:: What needs to be done ::
Set down exactly the first line of the entries and every line after it, through the line with "pub const MAX_AGGRESSIVENESS: u32 = 8;".

━━ Data supplied

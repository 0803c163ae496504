//! Liquidity sweeps: a wick through the prior N-bar extreme that closes back
//! inside it on the same bar.
//!
//! N = 10 - aggressiveness, with aggressiveness clamped to [2, 8], so higher
//! aggressiveness means a shorter window and more detections. The rolling
//! extreme is taken one bar back and never includes the current bar.

use serde::{Deserialize, Serialize};

use crate::domain::Bar;
use crate::indicators::RollingWindow;

pub const MIN_AGGRESSIVENESS: u32 = 2;
pub const MAX_AGGRESSIVENESS: u32 = 8;

#[derive(Debug, Clone, Copy, PartialEq, Eq, Default, Serialize, Deserialize)]
pub struct SweepFlags {
    /// Highs swept, rejected down.
    pub up: bool,
    /// Lows swept, rejected up.
    pub down: bool,
}

#[derive(Debug, Clone, Copy)]
pub struct LiquiditySweepDetector {
    window: usize,
}

impl LiquiditySweepDetector {
    pub fn new(aggressiveness: u32) -> Self {
        let clamped = aggressiveness.clamp(MIN_AGGRESSIVENESS, MAX_AGGRESSIVENESS);
        Self {
            window: (10 - clamped) as usize,
        }
    }

    pub fn window(&self) -> usize {
        self.window
    }

    pub fn evaluate(&self, history: &RollingWindow<Bar>) -> SweepFlags {
        let Some(cur) = history.get(0) else {
            return SweepFlags::default();
        };
        let prior_high = history.highest(|b| b.high, self.window, 1);
        let prior_low = history.lowest(|b| b.low, self.window, 1);
        let (Some(prior_high), Some(prior_low)) = (prior_high, prior_low) else {
            return SweepFlags::default();
        };

        SweepFlags {
            up: cur.high > prior_high && cur.is_bearish(),
            down: cur.low < prior_low && cur.is_bullish(),
        }
    }
}
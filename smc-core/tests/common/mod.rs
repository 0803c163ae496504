//! Shared fixtures for integration tests.

#![allow(dead_code)]

use chrono::{Duration, NaiveDate, NaiveDateTime};
use smc_core::domain::{Bar, Timeframe};
use smc_core::{Pipeline, StrategyConfig};

pub fn t0() -> NaiveDateTime {
    NaiveDate::from_ymd_opt(2024, 1, 2)
        .unwrap()
        .and_hms_opt(0, 0, 0)
        .unwrap()
}

pub fn hourly(i: usize, (open, high, low, close): (f64, f64, f64, f64), volume: f64) -> Bar {
    Bar {
        timestamp: t0() + Duration::hours(i as i64),
        open,
        high,
        low,
        close,
        volume,
        is_final: true,
    }
}

/// 4H bar `k`, opening at hour 4k.
pub fn four_hourly(k: usize, close: f64) -> Bar {
    Bar {
        timestamp: t0() + Duration::hours(4 * k as i64),
        open: close,
        high: close,
        low: close,
        close,
        volume: 1.0,
        is_final: true,
    }
}

/// The last 4H bar closed by the close of hourly bar `t`.
pub fn visible_htf_index(t: usize) -> Option<usize> {
    (t >= 3).then(|| (t - 3) / 4)
}

/// 1H base / 4H higher timeframe, everything else default.
pub fn hourly_config() -> StrategyConfig {
    let mut config = StrategyConfig::default();
    config.timeframes.higher = Timeframe::H4;
    config.timeframes.entry = Timeframe::H1;
    config
}

pub fn hourly_pipeline() -> Pipeline {
    Pipeline::new(hourly_config()).unwrap()
}

/// Deterministic pseudo-random walk with realistic bar ranges.
pub fn random_walk(n: usize) -> Vec<Bar> {
    let mut price = 100.0;
    (0..n)
        .map(|i| {
            let seed = (i as u64).wrapping_mul(6364136223846793005).wrapping_add(1);
            let change = ((seed >> 33) % 200) as f64 * 0.01 - 1.0;
            price = (price + change).max(10.0);
            let open = price - change * 0.5;
            let close = price;
            let high = open.max(close) + 0.6;
            let low = open.min(close) - 0.6;
            let volume = 1000.0 + ((seed >> 40) % 900) as f64;
            hourly(i, (open, high, low, close), volume)
        })
        .collect()
}
//! Declarative order intents handed to the execution collaborator.
//!
//! The core never fills orders. Each lifecycle transition produces exactly
//! one intent describing what should happen at which price basis.

use chrono::NaiveDateTime;
use serde::{Deserialize, Serialize};

use crate::domain::Side;

use super::bracket::{BracketHit, BracketSpec};

#[derive(Debug, Clone, Copy, PartialEq, Eq, Serialize, Deserialize)]
#[serde(rename_all = "UPPERCASE")]
pub enum IntentAction {
    Open,
    Close,
}

/// Why a position was closed.
#[derive(Debug, Clone, Copy, PartialEq, Eq, PartialOrd, Ord, Serialize, Deserialize)]
#[serde(rename_all = "snake_case")]
pub enum ExitReason {
    StopLoss,
    TakeProfit,
    TrailingStop,
    OppositeSignal,
    BudgetExhausted,
}

impl From<BracketHit> for ExitReason {
    fn from(hit: BracketHit) -> Self {
        match hit {
            BracketHit::StopLoss => Self::StopLoss,
            BracketHit::TakeProfit => Self::TakeProfit,
            BracketHit::TrailingStop => Self::TrailingStop,
        }
    }
}

#[derive(Debug, Clone, PartialEq, Serialize, Deserialize)]
pub struct OrderIntent {
    pub bar_index: usize,
    pub timestamp: NaiveDateTime,
    pub action: IntentAction,
    /// Side of the position being opened or closed.
    pub side: Side,
    pub price_basis: f64,
    /// Present on `Open` only.
    pub bracket: Option<BracketSpec>,
    /// Present on `Close` only.
    pub reason: Option<ExitReason>,
    /// Pending bracket orders must be cancelled before acting on this intent.
    pub cancel_brackets: bool,
}

impl OrderIntent {
    pub fn open(
        bar_index: usize,
        timestamp: NaiveDateTime,
        side: Side,
        price_basis: f64,
        bracket: BracketSpec,
    ) -> Self {
        Self {
            bar_index,
            timestamp,
            action: IntentAction::Open,
            side,
            price_basis,
            bracket: Some(bracket),
            reason: None,
            cancel_brackets: false,
        }
    }

    pub fn close(
        bar_index: usize,
        timestamp: NaiveDateTime,
        side: Side,
        price_basis: f64,
        reason: ExitReason,
    ) -> Self {
        Self {
            bar_index,
            timestamp,
            action: IntentAction::Close,
            side,
            price_basis,
            bracket: None,
            reason: Some(reason),
            // A bracket hit is the bracket filling; every other close must pull it first
            cancel_brackets: !matches!(
                reason,
                ExitReason::StopLoss | ExitReason::TakeProfit | ExitReason::TrailingStop
            ),
        }
    }

    pub fn is_open(&self) -> bool {
        self.action == IntentAction::Open
    }
}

━━━━

:: Written solution ::
repository 0803c163ae496504
//! Liquidity sweeps: a wick through the prior N-bar extreme that closes back
//! inside it on the same bar.
//!
//! N = 10 - aggressiveness, with aggressiveness clamped to [2, 8], so higher
//! aggressiveness means a shorter window and more detections. The rolling
//! extreme is taken one bar back and never includes the current bar.

use serde::{Deserialize, Serialize};

use crate::domain::Bar;
use crate::indicators::RollingWindow;

pub const MIN_AGGRESSIVENESS: u32 = 2;
pub const MAX_AGGRESSIVENESS: u32 = 8;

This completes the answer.